Tuesday, December 1, 2009

Poor man's HDR for PSP 9

I found this interesting technique for creating a sort of HDR image on DGrin, but it was written for Photoshop. So, I had to find a way to convert it to Paintshop Pro (it should work with any version, but since Corel took the product over, some of the short cut keys have changed). I still like using PSP v9, which was the last version made by JASC.

In order to use this technique, you should have taken your image in your camera's RAW format (or two shots from a tripod with a shot exposed for the highlights and a shot exposed for the darker areas in the image).

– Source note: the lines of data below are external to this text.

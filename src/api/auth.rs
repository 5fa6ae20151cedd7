//! Authentication handling for the admin API.
//!
//! Requests are authenticated with a bearer token (a JWT issued by the login
//! service). The token and the user's role are kept in the OS keyring.

use super::error::{ApiError, Result};

/// The keyring service name for cityadmin secrets.
const KEYRING_SERVICE: &str = "cityadmin";

/// Keyring account holding the session token.
const TOKEN_ACCOUNT: &str = "jwt";

/// Keyring account holding the session role.
const ROLE_ACCOUNT: &str = "role";

/// Supplies the bearer token for each request.
///
/// Read on every request, so a session stored while the console is running
/// is picked up without a restart.
pub trait TokenSource: Send + Sync {
    /// The current token, or `None` when no session is stored.
    fn token(&self) -> Option<String>;
}

/// Authentication credentials for the admin API.
#[derive(Clone)]
pub struct Auth {
    /// The complete `Authorization` header value.
    auth_header: String,
}

impl Auth {
    /// Create credentials from a bearer token.
    pub fn bearer(token: &str) -> Self {
        Self {
            auth_header: format!("Bearer {}", token.trim()),
        }
    }

    /// Get the authorization header value for HTTP requests.
    pub fn header_value(&self) -> &str {
        &self.auth_header
    }
}

impl std::fmt::Debug for Auth {
    fn fmt(&self, f: &mut std::fmt::Formatter<'_>) -> std::fmt::Result {
        f.debug_struct("Auth").field("auth_header", &"Bearer ***").finish()
    }
}

fn entry(account: &str) -> Result<keyring::Entry> {
    keyring::Entry::new(KEYRING_SERVICE, account)
        .map_err(|e| ApiError::Keyring(format!("failed to access keyring: {}", e)))
}

/// Read one keyring account, mapping "no entry" to `None`.
fn read_account(account: &str) -> Result<Option<String>> {
    match entry(account)?.get_password() {
        Ok(value) => Ok(Some(value)),
        Err(keyring::Error::NoEntry) => Ok(None),
        Err(e) => Err(ApiError::Keyring(format!(
            "failed to read {}: {}",
            account, e
        ))),
    }
}

/// Store a session (token and role) in the OS keyring.
///
/// # Errors
///
/// Returns an error if either value cannot be written.
pub fn store_session(token: &str, role: &str) -> Result<()> {
    entry(TOKEN_ACCOUNT)?
        .set_password(token)
        .map_err(|e| ApiError::Keyring(format!("failed to store token: {}", e)))?;
    entry(ROLE_ACCOUNT)?
        .set_password(role)
        .map_err(|e| ApiError::Keyring(format!("failed to store role: {}", e)))?;
    Ok(())
}

/// Retrieve the session token, if any.
pub fn get_token() -> Result<Option<String>> {
    read_account(TOKEN_ACCOUNT)
}

/// Retrieve the session role, if any.
pub fn get_role() -> Result<Option<String>> {
    read_account(ROLE_ACCOUNT)
}

/// Remove the stored session. Missing entries are not an error.
pub fn clear_session() -> Result<()> {
    for account in [TOKEN_ACCOUNT, ROLE_ACCOUNT] {
        match entry(account)?.delete_password() {
            Ok(()) | Err(keyring::Error::NoEntry) => {}
            Err(e) => {
                return Err(ApiError::Keyring(format!(
                    "failed to delete {}: {}",
                    account, e
                )))
            }
        }
    }
    Ok(())
}

#[cfg(test)]
mod tests {
    use super::*;

    #[test]
    fn test_bearer_header() {
        let auth = Auth::bearer("abc.def.ghi");
        assert_eq!(auth.header_value(), "Bearer abc.def.ghi");
    }

    #[test]
    fn test_bearer_trims_whitespace() {
        let auth = Auth::bearer("  token\n");
        assert_eq!(auth.header_value(), "Bearer token");
    }

    #[test]
    fn test_auth_does_not_expose_token() {
        let auth = Auth::bearer("secret_token");
        let debug_output = format!("{:?}", auth);
        assert!(!debug_output.contains("secret_token"));
    }
}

What I found works best is a shot taken for the darker areas (highlights overexposed), as the RAW recovery produces less digital noise when the image is darkened.

Here is the as-shot image, with areas of the sky, totally overexposed:


Here is the same image underexposed by about 1½ stops in the RAW converter:

Open the images in PSP, and copy the dark image as a new layer on the light image (ctrl-C on the dark image to copy, ctrl-L on the light image to paste as a new layer). You now need to move the dark layer below the light layer, but before you can do that, you have to change the light layer from a background layer to a raster layer. Open the layer palette and right click on the background layer. Select "Promote Background Layer" from the context menu:

(click on image for larger view)

You can now drag the lighter layer above the darker one (or drag the darker one below the lighter one):

Make sure the lighter layer (in this case Raster 2) is selected.

Now add a layer mask to the lighter layer, by right clicking on the layer then selecting "New Mask Layer" then "From Image". In the dialog that pops up, select the file name of the darker image (in this case IMG_6556D.TIF), "Source luminance" and "Invert mask data":


The image already looks appreciably better:


For the next step, we first need to duplicate the dark layer (which is at the bottom of the layer stack). Right click on it and select "Duplicate Layer".


Now drag this new layer to the top of the layer stack:


Add a new mask layer from image as outlined above, but this time do not select "Invert mask data":


After the second mask, some slight changes to the contrast:


Now, for the final editing, you need to make copy of all the blended layers. Select the top layer in the stack and press ctrl-shift-C. This will take a bit of time, especially if your camera has a large sensor. When the processing is finished, press ctrl-L to paste a new layer on the top of the layer stack (you could also merge all layers, but I prefer keeping all the layers in case I want to play around with them in the future).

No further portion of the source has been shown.